▶ The data:
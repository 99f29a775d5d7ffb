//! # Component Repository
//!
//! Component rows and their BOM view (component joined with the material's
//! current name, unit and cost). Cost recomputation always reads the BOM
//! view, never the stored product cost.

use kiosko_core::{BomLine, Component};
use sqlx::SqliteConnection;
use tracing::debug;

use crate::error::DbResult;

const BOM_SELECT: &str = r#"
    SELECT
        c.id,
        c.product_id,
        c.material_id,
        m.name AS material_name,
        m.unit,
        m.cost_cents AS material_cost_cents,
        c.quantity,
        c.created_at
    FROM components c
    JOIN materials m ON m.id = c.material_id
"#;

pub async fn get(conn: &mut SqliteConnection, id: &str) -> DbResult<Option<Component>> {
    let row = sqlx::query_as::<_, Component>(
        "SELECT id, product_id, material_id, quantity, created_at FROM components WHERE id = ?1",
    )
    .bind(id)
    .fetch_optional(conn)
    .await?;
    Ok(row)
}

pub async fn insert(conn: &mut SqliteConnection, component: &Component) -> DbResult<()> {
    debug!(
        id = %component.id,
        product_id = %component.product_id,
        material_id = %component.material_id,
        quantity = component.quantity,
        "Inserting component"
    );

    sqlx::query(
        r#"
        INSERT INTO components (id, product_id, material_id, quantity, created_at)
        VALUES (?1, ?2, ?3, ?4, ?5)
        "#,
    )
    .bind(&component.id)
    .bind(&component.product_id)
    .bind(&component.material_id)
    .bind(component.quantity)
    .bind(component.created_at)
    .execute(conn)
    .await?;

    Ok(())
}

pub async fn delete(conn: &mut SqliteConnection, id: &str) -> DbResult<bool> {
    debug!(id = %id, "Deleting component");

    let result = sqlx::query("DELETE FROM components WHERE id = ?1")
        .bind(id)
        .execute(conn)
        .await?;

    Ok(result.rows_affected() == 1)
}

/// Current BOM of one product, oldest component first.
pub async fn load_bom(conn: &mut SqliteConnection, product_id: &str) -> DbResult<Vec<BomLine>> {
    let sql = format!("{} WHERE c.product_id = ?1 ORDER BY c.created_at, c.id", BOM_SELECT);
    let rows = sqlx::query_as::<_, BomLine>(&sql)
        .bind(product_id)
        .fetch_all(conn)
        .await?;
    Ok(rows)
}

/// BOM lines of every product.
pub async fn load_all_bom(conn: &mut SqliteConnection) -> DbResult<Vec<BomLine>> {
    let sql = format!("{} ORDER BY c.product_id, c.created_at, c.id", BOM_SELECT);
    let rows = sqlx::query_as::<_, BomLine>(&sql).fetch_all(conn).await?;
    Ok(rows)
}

▶ Activity: What lines of the data include the word "quantity"? Copy each of them.

▶ Expected answer:
        c.quantity,
        "SELECT id, product_id, material_id, quantity, created_at FROM components WHERE id = ?1",
        quantity = component.quantity,
        INSERT INTO components (id, product_id, material_id, quantity, created_at)
    .bind(component.quantity)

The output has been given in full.